Post # 1
Have to vent about a ridiculous situation with my in-laws’ side of the guest list. We had split the whole thing in thirds (my parents, his parents, us), and told each side they were allowed to use those thirds however they wanted. For a lot of reasons (big family vs small family, oldest of a generation versus youngest) it wasn’t possible for us to make consistent rules across the whole guest list on kids, +1s, etc., so we let each third create the metrics that were best for them.
My Future Mother-In-Law came back with the news that her 3 youngest kids (all in their 20s, all single), were going to both get a +1 and a “friend.” As in, six people in their early 20s we had never met, all to make their supposedly adult children feel more comfortable. When I told my Future Mother-In-Law I was uncomfortable having that many strangers at our wedding and didn’t feel it was appropriate, especially since we had already had to cut some of our own friends and their +1s, she got incredibly defensive and told me that these were “her” invites and I wasn’t allowed to comment on them.
Because they got them within the required 3rd of their list and I’d kind of set myself up for it by saying they could determine that composition, I ultimately caved– it just wasn’t a battle I was prepared to fight at the time. But I can’t believe we’re having a wedding with six total strangers dedicated just to hanging out with my future siblings-in-law.
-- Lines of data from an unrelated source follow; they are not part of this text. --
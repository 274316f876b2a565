//! TOML-backed application configuration.
//!
//! Loaded once at process start, validated, and passed by shared reference
//! afterwards; nothing mutates it during a run.
//!
//! ```toml
//! destination_root = "/home/me/Downloads/data_cloner"
//! enabled_sources = ["reddit"]
//! retire_remote = ["reddit"]
//! delay_per_action_ms = 3000
//!
//! [reddit]
//! subreddit = "pics"
//! fetch_comments = true
//!
//! [drive]
//! query = "mimeType contains 'image/'"
//! ```

pub mod credentials;

use std::env;
use std::fs;
use std::path::{Path, PathBuf};
use std::time::Duration;

use serde::Deserialize;
use thiserror::Error;
use tracing::debug;

use crate::source::drive::{DEFAULT_DRIVE_API_BASE_URL, DEFAULT_DRIVE_QUERY, DriveSettings};
use crate::source::reddit::{
    DEFAULT_API_BASE_URL, DEFAULT_AUTH_BASE_URL, DEFAULT_SUBMISSIONS_LIMIT, RedditCredentials,
    RedditSettings,
};
use crate::source::{DEFAULT_CONNECT_TIMEOUT_SECS, DEFAULT_READ_TIMEOUT_SECS, HttpTimeouts};
use credentials::{
    CredentialMap, DRIVE_ENV_KEYS, REDDIT_ENV_KEYS, overlay_env, read_credentials_file,
};

/// Default pause between outbound calls (matches the remote's tolerance for moderation traffic).
pub const DEFAULT_DELAY_PER_ACTION_MS: u64 = 3000;

/// Default listing page size.
pub const DEFAULT_PAGE_SIZE: u32 = 100;

/// Default bound on pages fetched per run.
pub const DEFAULT_MAX_PAGES: usize = 50;

/// Default attempts for transient page failures.
pub const DEFAULT_MAX_RETRIES: u32 = 3;

/// Default project name used to find the credentials line.
pub const DEFAULT_PROJECT_NAME: &str = "data_cloner";

/// Errors loading or validating configuration.
#[derive(Debug, Error)]
pub enum ConfigError {
    /// The config or credentials file could not be read.
    #[error("failed to read {path}: {source}")]
    Io {
        /// File that failed.
        path: PathBuf,
        /// Underlying IO error.
        #[source]
        source: std::io::Error,
    },

    /// The config file is not valid TOML for [`AppConfig`].
    #[error("failed to parse config {path}: {source}")]
    Parse {
        /// File that failed.
        path: PathBuf,
        /// Underlying parse error.
        #[source]
        source: toml::de::Error,
    },

    /// A value is out of range or inconsistent.
    #[error("invalid config value for `{field}`: {reason}")]
    Invalid {
        /// Offending key.
        field: String,
        /// What is wrong with it.
        reason: String,
    },
}
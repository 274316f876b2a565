//! Skip guard for wiremock tests in sandboxes that forbid binding localhost.

use std::net::TcpListener;
use std::panic::Location;

use wiremock::MockServer;

/// Env var that turns a skipped socket test into a failure (CI sets it).
const REQUIRE_SOCKET_TESTS_ENV: &str = "DATA_CLONER_REQUIRE_SOCKET_TESTS";

fn socket_tests_required() -> bool {
    std::env::var(REQUIRE_SOCKET_TESTS_ENV)
        .ok()
        .is_some_and(|value| matches!(value.to_ascii_lowercase().as_str(), "1" | "true" | "yes"))
}

/// Starts a mock server, or returns `None` (after logging why) when the
/// environment cannot bind a localhost socket.
///
/// # Panics
///
/// Panics instead of skipping when `DATA_CLONER_REQUIRE_SOCKET_TESTS` is set.
#[track_caller]
pub fn start_mock_server_or_skip() -> impl std::future::Future<Output = Option<MockServer>> {
    let can_bind = TcpListener::bind("127.0.0.1:0").is_ok();
    let location = Location::caller();

    async move {
        if can_bind {
            return Some(MockServer::start().await);
        }
        let message = format!(
            "[socket-bound-test] {}:{} cannot bind a localhost socket",
            location.file(),
            location.line()
        );
        assert!(
            !socket_tests_required(),
            "{message}; unset {REQUIRE_SOCKET_TESTS_ENV} to allow skipping"
        );
        eprintln!("{message}; skipping. Set {REQUIRE_SOCKET_TESTS_ENV}=1 to fail instead.");
        None
    }
}
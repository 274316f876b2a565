//! Remote retirement of confirmed items.
//!
//! [`RetirementSet`] only grows through [`RetirementSet::confirm`], which takes
//! a [`PersistedArtifact`]; [`RetirementEngine::retire`] only drains a
//! `RetirementSet`. So a delete call is never reachable for an id whose local
//! copy was not confirmed on disk.

use std::collections::HashSet;
use std::sync::Arc;
use std::sync::atomic::{AtomicBool, Ordering};

use tracing::{debug, info, instrument, warn};

use crate::persist::PersistedArtifact;
use crate::source::{RemoteSource, SourceError};
use crate::sync::{RETIRE_KEY, RateLimiter};

/// Ordered, duplicate-free set of ids whose local artifacts are confirmed.
#[derive(Debug, Default, Clone)]
pub struct RetirementSet {
    order: Vec<String>,
    members: HashSet<String>,
}

impl RetirementSet {
    #[must_use]
    pub fn new() -> Self {
        Self::default()
    }

    /// Adds the artifact's id. Returns false if it was already present.
    pub fn confirm(&mut self, artifact: &PersistedArtifact) -> bool {
        let id = artifact.id();
        if self.members.contains(id) {
            return false;
        }
        self.members.insert(id.to_string());
        self.order.push(id.to_string());
        true
    }

    #[must_use]
    pub fn contains(&self, id: &str) -> bool {
        self.members.contains(id)
    }

    #[must_use]
    pub fn len(&self) -> usize {
        self.order.len()
    }

    #[must_use]
    pub fn is_empty(&self) -> bool {
        self.order.is_empty()
    }

    /// Ids in confirmation order.
    pub fn ids(&self) -> impl Iterator<Item = &str> {
        self.order.iter().map(String::as_str)
    }
}

/// Outcome of draining a retirement set.
#[derive(Debug, Default)]
pub struct RetirementReport {
    /// Ids whose delete call succeeded, in call order.
    pub retired: Vec<String>,
    /// Ids whose delete call failed, with the error.
    pub failed: Vec<(String, SourceError)>,
    /// Set when an interrupt stopped the batch early.
    pub interrupted: bool,
}

impl RetirementReport {
    #[must_use]
    pub fn retired_count(&self) -> usize {
        self.retired.len()
    }
}

/// Issues rate-limited delete calls, one at a time.
pub struct RetirementEngine {
    source: Arc<dyn RemoteSource>,
    limiter: Arc<RateLimiter>,
    interrupted: Arc<AtomicBool>,
}

impl std::fmt::Debug for RetirementEngine {
    fn fmt(&self, f: &mut std::fmt::Formatter<'_>) -> std::fmt::Result {
        f.debug_struct("RetirementEngine")
            .field("source", &self.source.descriptor().name)
            .finish_non_exhaustive()
    }
}

impl RetirementEngine {
    #[must_use]
    pub fn new(
        source: Arc<dyn RemoteSource>,
        limiter: Arc<RateLimiter>,
        interrupted: Arc<AtomicBool>,
    ) -> Self {
        Self {
            source,
            limiter,
            interrupted,
        }
    }

    /// Deletes every id in `set`, in order.
    ///
    /// Individual failures are logged and recorded; they never stop the batch
    /// and are not retried. An interrupt stops the batch between calls.
    #[instrument(skip(self, set), fields(source = self.source.descriptor().name, candidates = set.len()))]
    pub async fn retire(&self, set: &RetirementSet) -> RetirementReport {
        let mut report = RetirementReport::default();

        for id in set.ids() {
            if self.interrupted.load(Ordering::SeqCst) {
                warn!(remaining = set.len() - report.retired.len() - report.failed.len(), "retirement interrupted");
                report.interrupted = true;
                break;
            }

            self.limiter.acquire(RETIRE_KEY).await;
            match self.source.delete_remote(id).await {
                Ok(()) => {
                    debug!(item_id = id, "remote copy retired");
                    report.retired.push(id.to_string());
                }
                Err(error) => {
                    warn!(item_id = id, error = %error, "remote retirement failed");
                    report.failed.push((id.to_string(), error));
                }
            }
        }

        info!(
            retired = report.retired.len(),
            failed = report.failed.len(),
            "retirement finished"
        );
        report
    }
}
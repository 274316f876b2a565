//! Cursor-based pagination over a remote listing.

use std::sync::Arc;

use thiserror::Error;
use tracing::{debug, instrument};

use crate::item::RemoteItem;
use crate::source::{RemoteSource, SourceError};

use super::rate_limiter::{LISTING_KEY, RateLimiter};

/// Position in a remote listing.
#[derive(Debug, Clone, PartialEq, Eq)]
pub enum Cursor {
    /// Before the first page.
    Initial,
    /// Continuation token returned by the previous page.
    Token(String),
    /// The listing is exhausted.
    NoMorePages,
}

impl Cursor {
    #[must_use]
    pub fn is_terminal(&self) -> bool {
        matches!(self, Self::NoMorePages)
    }

    /// Token to send with the next request, if any.
    #[must_use]
    pub fn token(&self) -> Option<&str> {
        match self {
            Self::Token(token) => Some(token),
            Self::Initial | Self::NoMorePages => None,
        }
    }
}

/// Pagination failures.
#[derive(Debug, Error)]
pub enum PaginationError {
    /// The page request failed; `cursor` is unchanged and may be retried.
    #[error("page fetch failed at cursor {cursor:?}: {source}")]
    Transient {
        /// Last-known-good cursor.
        cursor: Cursor,
        #[source]
        source: SourceError,
    },

    /// The configured page bound was reached before the listing ended.
    #[error("page limit of {max_pages} reached before the listing ended")]
    PageLimitExceeded { max_pages: usize },

    /// The remote returned the token it was just given.
    #[error("remote returned continuation token {token:?} twice in a row")]
    RepeatedCursor { token: String },
}

/// Walks a listing page by page.
///
/// Each successful [`next_page`](Self::next_page) advances the cursor; a
/// failed one leaves it untouched. Restarting means building a new paginator.
pub struct Paginator {
    source: Arc<dyn RemoteSource>,
    limiter: Arc<RateLimiter>,
    page_size: u32,
    max_pages: usize,
    cursor: Cursor,
    pages_fetched: usize,
}

impl std::fmt::Debug for Paginator {
    fn fmt(&self, f: &mut std::fmt::Formatter<'_>) -> std::fmt::Result {
        f.debug_struct("Paginator")
            .field("source", &self.source.descriptor().name)
            .field("page_size", &self.page_size)
            .field("max_pages", &self.max_pages)
            .field("cursor", &self.cursor)
            .field("pages_fetched", &self.pages_fetched)
            .finish_non_exhaustive()
    }
}

impl Paginator {
    #[must_use]
    pub fn new(
        source: Arc<dyn RemoteSource>,
        limiter: Arc<RateLimiter>,
        page_size: u32,
        max_pages: usize,
    ) -> Self {
        Self {
            source,
            limiter,
            page_size,
            max_pages,
            cursor: Cursor::Initial,
            pages_fetched: 0,
        }
    }

    #[must_use]
    pub fn cursor(&self) -> &Cursor {
        &self.cursor
    }

    #[must_use]
    pub fn pages_fetched(&self) -> usize {
        self.pages_fetched
    }

    #[must_use]
    pub fn is_done(&self) -> bool {
        self.cursor.is_terminal()
    }

    /// Fetches the next page.
    ///
    /// Returns `Ok(None)` without any network call once the cursor is terminal.
    /// An empty page with a continuation token is returned as `Some(vec![])`.
    ///
    /// # Errors
    ///
    /// - [`PaginationError::Transient`] when the request fails (cursor unchanged)
    /// - [`PaginationError::PageLimitExceeded`] when `max_pages` were already fetched
    /// - [`PaginationError::RepeatedCursor`] when the remote echoes the current token
    #[instrument(skip(self), fields(source = self.source.descriptor().name, page = self.pages_fetched + 1))]
    pub async fn next_page(&mut self) -> Result<Option<Vec<RemoteItem>>, PaginationError> {
        if self.cursor.is_terminal() {
            return Ok(None);
        }
        if self.pages_fetched >= self.max_pages {
            return Err(PaginationError::PageLimitExceeded {
                max_pages: self.max_pages,
            });
        }

        self.limiter.acquire(LISTING_KEY).await;
        let page = self
            .source
            .list_page(self.cursor.token(), self.page_size)
            .await
            .map_err(|source| PaginationError::Transient {
                cursor: self.cursor.clone(),
                source,
            })?;
        self.pages_fetched += 1;

        let next = match page.continuation {
            None => Cursor::NoMorePages,
            Some(token) if self.cursor.token() == Some(token.as_str()) => {
                self.cursor = Cursor::NoMorePages;
                return Err(PaginationError::RepeatedCursor { token });
            }
            Some(token) => Cursor::Token(token),
        };

        debug!(
            items = page.items.len(),
            next = ?next,
            "page fetched"
        );
        self.cursor = next;
        Ok(Some(page.items))
    }
}

#[cfg(test)]
#[allow(clippy::unwrap_used)]
mod tests {
    use std::collections::VecDeque;
    use std::sync::Mutex;

    use async_trait::async_trait;

    use super::*;
    use crate::source::{FetchedContent, RawPage, SourceDescriptor};

    const FAKE: SourceDescriptor = SourceDescriptor {
        name: "fake",
        display_name: "Fake",
    };

    /// Serves scripted pages and records the cursors it was asked for.
    struct ScriptedSource {
        pages: Mutex<VecDeque<Result<RawPage, SourceError>>>,
        seen: Mutex<Vec<Option<String>>>,
    }

    impl ScriptedSource {
        fn new(pages: Vec<Result<RawPage, SourceError>>) -> Arc<Self> {
            Arc::new(Self {
                pages: Mutex::new(pages.into()),
                seen: Mutex::new(Vec::new()),
            })
        }
    }

    #[async_trait]
    impl RemoteSource for ScriptedSource {
        fn descriptor(&self) -> SourceDescriptor {
            FAKE
        }

        async fn list_page(
            &self,
            cursor: Option<&str>,
            _page_size: u32,
        ) -> Result<RawPage, SourceError> {
            self.seen.lock().unwrap().push(cursor.map(ToString::to_string));
            self.pages
                .lock()
                .unwrap()
                .pop_front()
                .unwrap_or_else(|| Ok(RawPage::default()))
        }

        async fn fetch_bytes(&self, url: &str) -> Result<FetchedContent, SourceError> {
            Err(SourceError::timeout(url))
        }

        async fn delete_remote(&self, _id: &str) -> Result<(), SourceError> {
            Ok(())
        }
    }

    fn page(ids: &[&str], next: Option<&str>) -> Result<RawPage, SourceError> {
        Ok(RawPage {
            items: ids
                .iter()
                .map(|id| RemoteItem::new(*id, None, "author", 1.0))
                .collect(),
            continuation: next.map(ToString::to_string),
        })
    }

    fn paginator(source: Arc<ScriptedSource>, max_pages: usize) -> Paginator {
        Paginator::new(source, Arc::new(RateLimiter::disabled()), 100, max_pages)
    }

    #[tokio::test]
    async fn test_paginates_until_no_continuation() {
        let source = ScriptedSource::new(vec![
            page(&["a", "b"], Some("t1")),
            page(&[], Some("t2")),
            page(&["c"], None),
        ]);
        let mut pager = paginator(Arc::clone(&source), 10);

        let mut ids = Vec::new();
        while let Some(items) = pager.next_page().await.unwrap() {
            ids.extend(items.into_iter().map(|i| i.id));
        }

        assert_eq!(ids, ["a", "b", "c"]);
        assert_eq!(pager.pages_fetched(), 3);
        assert!(pager.is_done());
        assert_eq!(
            *source.seen.lock().unwrap(),
            [None, Some("t1".to_string()), Some("t2".to_string())]
        );
    }

    #[tokio::test]
    async fn test_terminal_cursor_makes_no_calls() {
        let source = ScriptedSource::new(vec![page(&["a"], None)]);
        let mut pager = paginator(Arc::clone(&source), 10);
        pager.next_page().await.unwrap();
        assert!(pager.next_page().await.unwrap().is_none());
        assert!(pager.next_page().await.unwrap().is_none());
        assert_eq!(source.seen.lock().unwrap().len(), 1);
    }

    #[tokio::test]
    async fn test_transient_failure_keeps_cursor() {
        let source = ScriptedSource::new(vec![
            page(&["a"], Some("t1")),
            Err(SourceError::http_status("https://api/top", 503)),
            page(&["b"], None),
        ]);
        let mut pager = paginator(Arc::clone(&source), 10);
        pager.next_page().await.unwrap();

        let err = pager.next_page().await.unwrap_err();
        let PaginationError::Transient { cursor, .. } = err else {
            panic!("expected transient, got {err:?}");
        };
        assert_eq!(cursor, Cursor::Token("t1".to_string()));
        assert_eq!(pager.cursor(), &Cursor::Token("t1".to_string()));

        let items = pager.next_page().await.unwrap().unwrap();
        assert_eq!(items[0].id, "b");
        assert_eq!(source.seen.lock().unwrap()[2].as_deref(), Some("t1"));
        assert_eq!(pager.pages_fetched(), 2);
    }

    #[tokio::test]
    async fn test_page_limit_bounds_endless_listing() {
        let pages = (0..10)
            .map(|n| page(&["x"], Some(&format!("t{n}"))))
            .collect();
        let source = ScriptedSource::new(pages);
        let mut pager = paginator(source, 3);
        for _ in 0..3 {
            assert!(pager.next_page().await.unwrap().is_some());
        }
        assert!(matches!(
            pager.next_page().await,
            Err(PaginationError::PageLimitExceeded { max_pages: 3 })
        ));
    }

    #[tokio::test]
    async fn test_repeated_token_stops_pagination() {
        let source = ScriptedSource::new(vec![
            page(&["a"], Some("same")),
            page(&["a"], Some("same")),
        ]);
        let mut pager = paginator(source, 10);
        pager.next_page().await.unwrap();
        assert!(matches!(
            pager.next_page().await,
            Err(PaginationError::RepeatedCursor { .. })
        ));
        assert!(pager.is_done());
        assert_eq!(pager.pages_fetched(), 2);
    }
}
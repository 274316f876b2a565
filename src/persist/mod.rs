//! Local persistence with post-write confirmation.
//!
//! [`FetchPersistEngine::persist`] fetches an item's content, classifies it,
//! writes the artifact and its metadata sidecar, then re-enumerates the item
//! directory. Only when both written paths show up in that fresh scan does it
//! hand back a [`PersistedArtifact`], which is the only value the retirement
//! set accepts.
//!
//! Layout:
//!
//! ```text
//! <root>/<source-name>/<item-id>/<created_at>_<author>.<ext>
//! <root>/<source-name>/<item-id>/<created_at>_<author>.<ext>_metadata.json
//! ```

mod confirm;
mod engine;
mod error;
pub mod layout;
mod sidecar;

pub use confirm::{confirm_written, scan_files};
pub use engine::{FetchPersistEngine, PersistOutcome, PersistedArtifact, SkipReason};
pub use error::PersistError;
pub use layout::{ArtifactPaths, SIDECAR_SUFFIX, artifact_paths, data_filename, sanitize_component};
pub use sidecar::{render_sidecar, write_sidecar, write_synced};
/// Converts one submission record, applying the missing-field sentinels.
fn parse_submission(data: &Value) -> RemoteItem {
    let id = data
        .get("id")
        .and_then(Value::as_str)
        .filter(|id| !id.is_empty())
        .unwrap_or(MISSING_ID);
    let author = data
        .get("author")
        .and_then(Value::as_str)
        .filter(|author| !author.is_empty())
        .unwrap_or(MISSING_AUTHOR);
    let created_at = data
        .get("created_utc")
        .and_then(Value::as_f64)
        .unwrap_or(CREATED_AT_SENTINEL);
    let url = data
        .get("url")
        .and_then(Value::as_str)
        .map(str::trim)
        .filter(|url| !url.is_empty())
        .map(ToString::to_string);

    let mut item = RemoteItem::new(id, url, author, created_at);
    item.media = parse_media(data.get("media"));
    item
}

fn parse_media(media: Option<&Value>) -> BTreeMap<String, Value> {
    let error = |reason: &str| BTreeMap::from([("error".to_string(), Value::from(reason))]);

    let Some(media) = media.and_then(Value::as_object) else {
        return error("no_media");
    };
    let Some(oembed) = media.get("oembed").and_then(Value::as_object) else {
        return error("no_media_oembed");
    };

    OEMBED_FIELDS
        .iter()
        .map(|field| {
            let value = oembed
                .get(*field)
                .filter(|v| !v.is_null())
                .cloned()
                .unwrap_or_else(|| Value::from(missing_field("media", field)));
            ((*field).to_string(), value)
        })
        .collect()
}

fn parse_comment_listing(listing: &Value) -> BTreeMap<String, CommentFields> {
    let Some(children) = listing
        .get("data")
        .and_then(|data| data.get("children"))
        .and_then(Value::as_array)
    else {
        return BTreeMap::new();
    };

    children
        .iter()
        .filter(|child| child.get("kind").and_then(Value::as_str) == Some("t1"))
        .filter_map(|child| child.get("data").and_then(Value::as_object))
        .filter_map(|data| {
            let id = data.get("id").and_then(Value::as_str)?.to_string();
            Some((id, parse_comment(data)))
        })
        .collect()
}
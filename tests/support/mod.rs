//! Shared helpers for integration tests.

#![allow(dead_code)]

pub mod socket_guard;

use std::collections::{HashMap, HashSet};
use std::sync::{Arc, Mutex};

use async_trait::async_trait;
use cloner_core::item::RemoteItem;
use cloner_core::source::{FetchedContent, RawPage};
use cloner_core::{
    AuthError, Authenticator, RateLimiter, RemoteSource, SourceDescriptor, SourceError,
};

pub const FAKE_SOURCE: SourceDescriptor = SourceDescriptor {
    name: "fake",
    display_name: "Fake Feed",
};

/// Scripted remote shared between the authenticator and the handles it opens.
#[derive(Default)]
pub struct FakeRemote {
    /// Pages keyed by the cursor that requests them (`None` = first page).
    pages: Mutex<HashMap<Option<String>, Vec<Result<RawPage, SourceError>>>>,
    content: Mutex<HashMap<String, (u16, Vec<u8>)>>,
    reject_deletes: Mutex<HashSet<String>>,
    pub list_calls: Mutex<Vec<Option<String>>>,
    pub fetch_calls: Mutex<Vec<String>>,
    pub delete_calls: Mutex<Vec<String>>,
    pub reject_auth: bool,
}

impl FakeRemote {
    pub fn new() -> Arc<Self> {
        Arc::new(Self::default())
    }

    pub fn rejecting_auth() -> Arc<Self> {
        Arc::new(Self {
            reject_auth: true,
            ..Self::default()
        })
    }

    /// Serves `items` for `cursor`, pointing at `next`.
    pub fn page(&self, cursor: Option<&str>, items: Vec<RemoteItem>, next: Option<&str>) {
        self.push_response(
            cursor,
            Ok(RawPage {
                items,
                continuation: next.map(ToString::to_string),
            }),
        );
    }

    /// Queues one failing response for `cursor`, served before any page.
    pub fn page_error(&self, cursor: Option<&str>, error: SourceError) {
        self.push_response(cursor, Err(error));
    }

    fn push_response(&self, cursor: Option<&str>, response: Result<RawPage, SourceError>) {
        let mut pages = self.pages.lock().unwrap();
        let queue = pages.entry(cursor.map(ToString::to_string)).or_default();
        if response.is_err() {
            queue.insert(0, response);
        } else {
            queue.push(response);
        }
    }

    pub fn content(&self, url: &str, status: u16, body: &[u8]) {
        self.content
            .lock()
            .unwrap()
            .insert(url.to_string(), (status, body.to_vec()));
    }

    pub fn reject_delete(&self, id: &str) {
        self.reject_deletes.lock().unwrap().insert(id.to_string());
    }

    pub fn deleted(&self) -> Vec<String> {
        self.delete_calls.lock().unwrap().clone()
    }
}

/// Handle over a [`FakeRemote`].
pub struct FakeSource(pub Arc<FakeRemote>);

#[async_trait]
impl RemoteSource for FakeSource {
    fn descriptor(&self) -> SourceDescriptor {
        FAKE_SOURCE
    }

    async fn list_page(
        &self,
        cursor: Option<&str>,
        _page_size: u32,
    ) -> Result<RawPage, SourceError> {
        let key = cursor.map(ToString::to_string);
        self.0.list_calls.lock().unwrap().push(key.clone());
        let mut pages = self.0.pages.lock().unwrap();
        let Some(queue) = pages.get_mut(&key).filter(|q| !q.is_empty()) else {
            return Ok(RawPage::default());
        };
        // The last scripted page for a cursor is sticky so re-runs see it again.
        if queue.len() == 1 {
            if let Ok(page) = &queue[0] {
                return Ok(page.clone());
            }
        }
        queue.remove(0)
    }

    async fn fetch_bytes(&self, url: &str) -> Result<FetchedContent, SourceError> {
        self.0.fetch_calls.lock().unwrap().push(url.to_string());
        let (status, bytes) = self
            .0
            .content
            .lock()
            .unwrap()
            .get(url)
            .cloned()
            .ok_or_else(|| SourceError::timeout(url))?;
        Ok(FetchedContent {
            status,
            final_url: url.to_string(),
            bytes,
        })
    }

    async fn delete_remote(&self, id: &str) -> Result<(), SourceError> {
        self.0.delete_calls.lock().unwrap().push(id.to_string());
        if self.0.reject_deletes.lock().unwrap().contains(id) {
            return Err(SourceError::http_status("https://fake/api/remove", 500));
        }
        Ok(())
    }
}

/// Authenticator opening [`FakeSource`] handles.
pub struct FakeAuthenticator(pub Arc<FakeRemote>);

#[async_trait]
impl Authenticator for FakeAuthenticator {
    fn descriptor(&self) -> SourceDescriptor {
        FAKE_SOURCE
    }

    async fn authenticate(
        &self,
        _limiter: Arc<RateLimiter>,
    ) -> Result<Box<dyn RemoteSource>, AuthError> {
        if self.0.reject_auth {
            return Err(AuthError::rejected(FAKE_SOURCE.name, "invalid_grant"));
        }
        Ok(Box::new(FakeSource(Arc::clone(&self.0))))
    }
}

pub fn item(id: &str, url: &str, created_at: f64) -> RemoteItem {
    RemoteItem::new(id, Some(url.to_string()), "poster", created_at)
}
Have any of you ever heard of a plus-2 for adults? FWIW, they are all also in our wedding party (we’re only having siblings).
Post # 3
I never heard of this and it strijes me as strange and rude, but I agree with your deciding it’s not worth the fight. If only you hadn’t told her she oculd do whatever she wanted with her third! One thing I’m really learning from wedding planning is it’s better to put more restraints on people from the beginning and then relax them as necessary, instead of vice versa!
Post # 4
I think that is rediculous, a date maybe but a date and a friend-no. They will know all of their family members there, they can’t possibly visit with them?
Post # 5
Weird. But I agree that, if they’re staying in their third, let it go. But yes, it’s weird.
Post # 6
Nope I’d go back to her and say “I gave you the latitude to choose the +1 within reason, such as whether each guests gets or doesn’t get a +1. A +2 is not a standard wedding invitation thus I did not think I needed to specify against it, but **FI and I** have decided this is not appropriate. If you like to tell me who you’d like those 3 people be instead, either family members, children of family members, or dates of family members, we will try to accommodate you. Otherwise, we will make that decision.” You should have Fiance say this though.
Post # 7
if they are the bridal party’s dates you should talk to the bridal party and say you really aprciate just them bringing a date and not 2 people each
Post # 8
Um, it’s not their wedding to be ‘comfortable’.
Post # 9
I can see the frustration, but you did give her a third to play with, and if it wasn’t them, it could have been ANOTHER 6 people you didn’t know (coworkers, distant relatives, etc.) And since theyre your FMIL’s children, doesnt them make them part of your new family too? I know my FI’s bros are bringing their dates & some friends, and Im excited to hang out with them and to have more young blood at the wedding so maybe SOMEONE will dance.
Post # 10
I think that it’s totally weird that they each have to have 2 people to “entertain” them for the reception. They’re siblings! They must be able to talk to each other!!
However, I think it’s good that you didn’t make a big thing out of it.
Post # 11
That’s so annoying. Especially since you’re not able to invite friends you actually want at your wedding because it’s not in your 3rd. Future Mother-In-Law should have given you the 3 extra spots to use if she didn’t need them!
Post # 12
- Wedding: July 2012 - The Gables Inn, Santa Rosa, CA
Especially since they’re in the wedding party, I think it’s quite rude, and potentially awkward– who are these “friends” supposed to hang out with??? All the siblings will be busy! I would ask Fiance to talk to his siblings and explain why you’re not comfortable with it– it might be “her 3rd of the list” but it’s still YOUR wedding!
Post # 13
I wonder why the friend would want to come anyway. And why would your Future In Laws want to use up invites on these people. Careful they dont try to go over their number!
Post # 14
@workerbee734: It’s your wedding. Why would you feel the need to cut friends off your guest list that YOU want to invite to reach your alloted number? Why not invite who you want to your wedding?
Post # 15
@workerbee734: What other 2 people will be sitting with them at the table?
Post # 16
- Wedding: July 2012 - Baltimore Museum of Industry
Since these are FI’s siblings, he should say something to them. Ridiculous!!